企画者が営利的・商業的に行っている場合は、「商業ボランティア(commercial volunteering)と呼ばれる[18][19][20]。ボランティア活動と観光を兼ねた旅行である「ボランティアツーリズム[21](ボランティア観光( Voluntourism)」という用語は受ける側に屈辱的であるとして、商業・非商業を問わず「ボランティア活動を旅行体験として市場化することを体現している」と皮肉っている。異国情緒ある国々を旅行する観光パッケージとなっていること、非倫理的ボランティア団体が大金を稼いだり、発展途上国の貧困を悪用していることに批判がある[22]インディペンデント紙は安易な国外ボランティア・ボランティアツーリズムを批判している。英国の大手慈善団体は、利他的な旅行者は、動機の善悪を問わず、最終的には受け入れ先コミュニティに害を及ぼし、現地の児童虐待を助長する可能性さえあると警告している。慈善団体のエグゼクティブディレクターであるマーク・ワトソンは、他者を助けたいという願望自体は称賛するが、あまりにも多くの商業ボランティアが結局、援助を提供する側と、援助受けるべき人々の双方がボランティア活動を悪用する状況になったと明かしている[23]

世界各国のボランティア

米国

米国での動物園ボランティア

ハーバード大学によると、ボランティア活動は喜びを高めるのに有効であると推奨している者もいる[24]。また、ノースカロライナ大学チャペルヒル校の研究者は、ボランティア活動などの親社会的な活動は、魅力を高めるのに有効であると推奨している[25]超高齢社会に向かいつつある社会背景の中で、アメリカ合衆国では定年退職者や高齢者の社会参加の一環として、若者開発途上国でのボランティアを平和部隊として組織した先例に倣って、高齢者が学校や障害者、引きこもりの児童などに社会的なボランティアを展開するのをアメリコー(AmeriCorps、アメリカ部隊)と名づけて、アメリカ合衆国連邦政府から経済支援を与えることにした。

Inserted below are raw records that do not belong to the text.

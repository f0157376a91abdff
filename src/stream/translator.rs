//! Turns the external tool's raw output into job events.
//!
//! The translator is fed byte chunks exactly as the process produces them
//! (stdout and stderr intermixed, no alignment with line boundaries). Each
//! complete line is classified independently:
//!
//! | Line                         | Result                                            |
//! |------------------------------|---------------------------------------------------|
//! | not a stream-json record     | `text` line, verbatim                             |
//! | `system`                     | nothing                                           |
//! | `assistant` text             | Terminal State capture, else one `text` per line  |
//! | `assistant` thinking         | `thinking` line                                   |
//! | `assistant` tool_use         | `tool_use` line with full input                   |
//! | `user` tool_result           | `tool_error`, or one batched `tasks_finished`     |
//! | `result`                     | result text, Terminal State capture, `text` lines |
//! | anything else                | nothing                                           |
//!
//! All translator output is a `process_output_line` event whose payload
//! `kind` names the line kind above.

use std::collections::HashMap;
use std::sync::Arc;

use chrono::Utc;
use serde::Serialize;
use serde_json::{Value, json};
use tracing::debug;

use super::terminal::{TerminalState, parse_terminal_line, strip_terminal_lines};
use super::{
    ContentBlock, Message, StreamEvent, Usage, describe_tool_use, is_delegation_tool,
    tool_result_text,
};
use crate::monitor::{EventData, EventSink, EventType, data};
use crate::notify::Notifier;
use crate::util::truncate;

/// Maximum length of the error excerpt carried by a `tool_error` line.
const TOOL_ERROR_EXCERPT_LEN: usize = 300;

/// Cost and token usage reported on the final result record.
#[derive(Debug, Clone, Default, PartialEq, Serialize)]
pub struct ResultUsage {
    pub cost_usd: f64,
    pub input_tokens: u64,
    pub output_tokens: u64,
    pub cache_read_tokens: u64,
    pub cache_write_tokens: u64,
    pub num_turns: Option<u32>,
    pub duration_ms: Option<u64>,
    pub is_error: bool,
}

impl ResultUsage {
    fn from_record(
        cost: Option<f64>,
        usage: Option<&Usage>,
        num_turns: Option<u32>,
        duration_ms: Option<u64>,
        is_error: bool,
    ) -> Self {
        let usage = usage.cloned().unwrap_or_default();
        Self {
            cost_usd: cost.unwrap_or(0.0),
            input_tokens: usage.input_tokens,
            output_tokens: usage.output_tokens,
            cache_read_tokens: usage.cache_read_input_tokens,
            cache_write_tokens: usage.cache_creation_input_tokens,
            num_turns,
            duration_ms,
            is_error,
        }
    }

    /// Payload of the `llm_response` event the workflow records for a run.
    pub fn to_event_data(&self) -> EventData {
        match serde_json::to_value(self) {
            Ok(value) => data(value),
            Err(_) => EventData::new(),
        }
    }
}

/// What the translator exposes once the process has terminated.
#[derive(Debug, Clone, Default)]
pub struct TranslatorOutput {
    pub terminal_state: Option<TerminalState>,
    pub result_text: String,
    pub raw: Vec<u8>,
    pub usage: Option<ResultUsage>,
}

impl TranslatorOutput {
    /// The final message: the result text, or the raw output when the
    /// process never produced a result record.
    pub fn output(&self) -> String {
        if self.result_text.is_empty() {
            String::from_utf8_lossy(&self.raw).into_owned()
        } else {
            self.result_text.clone()
        }
    }

    /// Leading part of the raw output, for error reports.
    pub fn raw_excerpt(&self, max_len: usize) -> String {
        truncate(String::from_utf8_lossy(&self.raw).trim(), max_len)
    }
}

/// A delegated sub-task that has been started but not reported finished.
#[derive(Debug, Clone)]
struct PendingTask {
    description: String,
    subagent_type: Option<String>,
}

/// Per-job adapter from raw process output to events.
pub struct Translator {
    job_id: String,
    sink: Arc<dyn EventSink>,
    notifier: Option<Arc<dyn Notifier>>,
    notifications_suppressed: bool,
    line_buf: Vec<u8>,
    raw: Vec<u8>,
    result_text: String,
    terminal_state: Option<TerminalState>,
    pending_tasks: HashMap<String, PendingTask>,
    usage: Option<ResultUsage>,
}

impl Translator {
    pub fn new(job_id: impl Into<String>, sink: Arc<dyn EventSink>) -> Self {
        Self {
            job_id: job_id.into(),
            sink,
            notifier: None,
            notifications_suppressed: false,
            line_buf: Vec::new(),
            raw: Vec::new(),
            result_text: String::new(),
            terminal_state: None,
            pending_tasks: HashMap::new(),
            usage: None,
        }
    }

    pub fn with_notifier(mut self, notifier: Arc<dyn Notifier>) -> Self {
        self.notifier = Some(notifier);
        self
    }

    /// Stop forwarding commentary for the rest of this run.
    pub fn suppress_notifications(mut self, suppressed: bool) -> Self {
        self.notifications_suppressed = suppressed;
        self
    }

    pub fn terminal_state(&self) -> Option<&TerminalState> {
        self.terminal_state.as_ref()
    }

    /// Number of delegated sub-tasks still waiting for their result.
    pub fn pending_task_count(&self) -> usize {
        self.pending_tasks.len()
    }

    /// Feed the next chunk of process output.
    pub fn feed(&mut self, chunk: &[u8]) {
        self.raw.extend_from_slice(chunk);
        let mut rest = chunk;
        while let Some(pos) = rest.iter().position(|&b| b == b'\n') {
            self.line_buf.extend_from_slice(&rest[..pos]);
            let line = std::mem::take(&mut self.line_buf);
            self.process_line(&String::from_utf8_lossy(&line));
            rest = &rest[pos + 1..];
        }
        self.line_buf.extend_from_slice(rest);
    }

    /// Flush a trailing unterminated line and hand over the results.
    pub fn finish(mut self) -> TranslatorOutput {
        if !self.line_buf.is_empty() {
            let line = std::mem::take(&mut self.line_buf);
            self.process_line(&String::from_utf8_lossy(&line));
        }
        if !self.pending_tasks.is_empty() {
            debug!(
                job_id = %self.job_id,
                pending = self.pending_tasks.len(),
                "Stream ended with unfinished sub-tasks"
            );
        }
        TranslatorOutput {
            terminal_state: self.terminal_state,
            result_text: self.result_text,
            raw: self.raw,
            usage: self.usage,
        }
    }

    fn process_line(&mut self, line: &str) {
        let line = line.trim();
        if line.is_empty() {
            return;
        }

        let record: StreamEvent = match serde_json::from_str(line) {
            Ok(record) => record,
            Err(_) => {
                self.emit_text(line, None);
                return;
            }
        };

        match record {
            StreamEvent::System { .. } => {}
            StreamEvent::Assistant {
                message,
                parent_tool_use_id,
            } => self.handle_assistant(&message, parent_tool_use_id.as_deref()),
            StreamEvent::User { message, .. } => self.handle_tool_results(&message),
            StreamEvent::Result {
                result,
                error,
                errors,
                is_error,
                total_cost_usd,
                duration_ms,
                num_turns,
                usage,
                ..
            } => {
                self.usage = Some(ResultUsage::from_record(
                    total_cost_usd,
                    usage.as_ref(),
                    num_turns,
                    duration_ms,
                    is_error,
                ));
                let text = match error.filter(|e| !e.is_empty()) {
                    Some(error) => error,
                    None if !errors.is_empty() => errors.join("\n"),
                    None => result.unwrap_or_default(),
                };
                self.handle_result_text(text);
            }
            StreamEvent::Unknown => {
                debug!(job_id = %self.job_id, "Ignoring unknown stream record");
            }
        }
    }

    fn handle_assistant(&mut self, message: &Message, parent: Option<&str>) {
        for block in message.blocks() {
            match block {
                ContentBlock::Text { text } => {
                    self.scan_text(&text, parent);
                    if parent.is_none() {
                        self.forward_notification(&text);
                    }
                }
                ContentBlock::Thinking { thinking } => {
                    if thinking.trim().is_empty() {
                        continue;
                    }
                    let mut payload = data(json!({
                        "text": thinking,
                        "captured_at": Utc::now().to_rfc3339(),
                    }));
                    add_parent(&mut payload, parent);
                    self.emit_line("thinking", payload);
                }
                ContentBlock::ToolUse { id, name, input } => {
                    if is_delegation_tool(&name) {
                        let field = |key: &str| input.get(key).and_then(Value::as_str);
                        self.pending_tasks.insert(
                            id.clone(),
                            PendingTask {
                                description: field("description").unwrap_or("sub-task").to_string(),
                                subagent_type: field("subagent_type").map(String::from),
                            },
                        );
                    }
                    let mut payload = data(json!({
                        "tool_name": name,
                        "tool_use_id": id,
                        "tool_input": input.to_string(),
                        "description": describe_tool_use(&name, &input),
                    }));
                    add_parent(&mut payload, parent);
                    self.emit_line("tool_use", payload);
                }
                ContentBlock::ToolResult { .. } | ContentBlock::Other => {}
            }
        }
    }

    fn handle_tool_results(&mut self, message: &Message) {
        let mut finished = Vec::new();
        for block in message.blocks() {
            let ContentBlock::ToolResult {
                tool_use_id,
                content,
                is_error,
            } = block
            else {
                continue;
            };
            if is_error {
                let excerpt = truncate(tool_result_text(&content).trim(), TOOL_ERROR_EXCERPT_LEN);
                self.emit_line(
                    "tool_error",
                    data(json!({ "tool_use_id": tool_use_id, "error": excerpt })),
                );
            } else if let Some(task) = self.pending_tasks.remove(&tool_use_id) {
                finished.push(task);
            }
        }

        if finished.is_empty() {
            return;
        }
        let descriptions: Vec<&str> = finished.iter().map(|t| t.description.as_str()).collect();
        let agents: Vec<Option<&str>> = finished
            .iter()
            .map(|t| t.subagent_type.as_deref())
            .collect();
        self.emit_line(
            "tasks_finished",
            data(json!({
                "count": finished.len(),
                "tasks": descriptions,
                "subagent_types": agents,
                "text": format!("Finished {}: {}", plural_tasks(finished.len()), descriptions.join(", ")),
            })),
        );
    }

    fn handle_result_text(&mut self, text: String) {
        self.scan_text(&text, None);
        self.result_text = text;
    }

    /// Capture a Terminal State if one is embedded, emit every other
    /// non-empty line.
    fn scan_text(&mut self, text: &str, parent: Option<&str>) {
        for line in text.lines() {
            if let Some(state) = parse_terminal_line(line) {
                if self.terminal_state.is_none() {
                    debug!(job_id = %self.job_id, status = %state.status, "Captured terminal state");
                    self.terminal_state = Some(state);
                }
                continue;
            }
            if !line.trim().is_empty() {
                self.emit_text(line.trim_end(), parent);
            }
        }
    }

    fn forward_notification(&self, text: &str) {
        if self.notifications_suppressed {
            return;
        }
        let Some(notifier) = &self.notifier else {
            return;
        };
        let stripped = strip_terminal_lines(text);
        let stripped = stripped.trim();
        if !stripped.is_empty() {
            notifier.notify(&self.job_id, stripped);
        }
    }

    fn emit_text(&self, text: &str, parent: Option<&str>) {
        let mut payload = data(json!({ "text": text }));
        add_parent(&mut payload, parent);
        self.emit_line("text", payload);
    }

    fn emit_line(&self, kind: &str, mut payload: EventData) {
        payload.insert("kind".into(), kind.into());
        self.sink
            .emit(&self.job_id, EventType::ProcessOutputLine, payload);
    }
}

fn add_parent(payload: &mut EventData, parent: Option<&str>) {
    if let Some(parent) = parent {
        payload.insert("parent_tool_use_id".into(), parent.into());
    }
}

fn plural_tasks(n: usize) -> String {
    if n == 1 {
        "1 sub-task".to_string()
    } else {
        format!("{n} sub-tasks")
    }
}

アメリカ合衆国では、州によって高校生・大学生の時期に、5,000時間ほどボランティアに従事すると、就職のためのキャリア形成につながるというシステムがある。ボランティアを募集する機関と、ボランティアをしたことを認定する機関や認定資格者が制度的に確立し、一定の活動条件を満たした場合には本人にボランティア認定証が発行される。

ロシア

ロシアで開催された2018 FIFAワールドカップのボランティアの活躍でロシアの印象が前後で一変したと評価されている。現地取材した記者は頼りになるボランティアスタッフの存在の大きさを指摘している。大学生を中心としたロシアのボランティアスタッフがスムーズな英語を話せたこと、スタジアムだけでなく鉄道駅空港繁華街などでの積極的なサービスが印象的だったと述べている[26]

日本

「ボランティア」「NPO」は、2002年1月18日株式会社角川グループホールディングス(当時は、株式会社角川書店)が商標登録出願、2003年4月25日に登録されたが、2005年5月10日に商標登録を取消されている。2012年に厚生労働省が日本国内のボランティア活動者を対象として実施した調べでは、最大のボランティア人材源となっているのは主婦層および高齢者層である[27]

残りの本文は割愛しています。